The relationship between the leadership and the conference’s right wing was no longer salvageable. The only question was what conservatives planned to do about it. Meadows wanted to go after Boehner immediately, forcing a vote that summer on the Speaker’s future. Having dissected the parliamentary maneuver with Massie,
each lawmaker had prepared a separate draft to file with the House clerk. They both had also sent copies to the outside groups by mid-July, needing air cover in the event of a guerrilla-style attack on the warlord himself.
But the Freedom Caucus leadership was opposed. Calling an emergency meeting of the board, Jordan, the group’s chairman, told Meadows that the timing wasn’t right, that there was no organized opposition, that no alternative speaker had stepped forward, that the Freedom Caucus would suffer irreparable damage to its credibility by lunging at Boehner but failing to take him down. Labrador agreed. So did Mulvaney and Amash and the other board members present. Meadows was on an island. “We didn’t think it was the right timing,” Labrador said. “And we were trying to give Boehner an opportunity to change.”

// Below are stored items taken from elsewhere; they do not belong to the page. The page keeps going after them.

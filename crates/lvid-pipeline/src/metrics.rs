//! Pipeline metrics collection.
//!
//! Counters for retries, polls and stage outcomes, recorded per stage so
//! dashboards can tell a flaky provider from a broken one.

use metrics::counter;

/// Metric name constants for consistency.
pub mod names {
    /// Total provider-call retries by provider.
    pub const RETRIES_TOTAL: &str = "pipeline_retries_total";

    /// Total job-status polls by stage.
    pub const POLLS_TOTAL: &str = "pipeline_polls_total";

    /// Stage completions by stage and outcome.
    pub const STAGES_TOTAL: &str = "pipeline_stages_total";
}

/// Record a retry attempt against a provider.
pub fn record_retry(provider: &str) {
    counter!(
        names::RETRIES_TOTAL,
        "provider" => provider.to_string()
    )
    .increment(1);
}

/// Record a single job-status poll.
pub fn record_poll(stage: &str) {
    counter!(
        names::POLLS_TOTAL,
        "stage" => stage.to_string()
    )
    .increment(1);
}

/// Record a stage outcome ("completed" or "failed").
pub fn record_stage_outcome(stage: &str, outcome: &'static str) {
    counter!(
        names::STAGES_TOTAL,
        "stage" => stage.to_string(),
        "outcome" => outcome
    )
    .increment(1);
}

But Meadows would not budge. Whipping out his cell phone, he played a voice mail for the group. It had been left that morning by his son, Blake, who told his father how proud he was of him for standing on conviction, and quoted Theodore Roosevelt: “The credit belongs to the man who is actually in the arena . . . if he fails, at least he fails while daring greatly, so that his place shall never be with those cold and timid souls who neither know victory nor defeat.”
Meadows’s comrades were puzzled. They had never known him to act on rash emotion. But there was no stopping him. He was determined to file paperwork with the House clerk that would amount to an attempt on Boehner’s political life. What some of them didn’t realize was that Massie was standing at the ready to file his own version of the motion if Meadows didn’t follow through. That was a chance Meadows couldn’t take.
Of course, what nobody knew—outside of Boehner’s three most trusted staffers—was that the Speaker had already settled on his exit date. After the midterm elections, Boehner would announce his retirement on his birthday, November 17.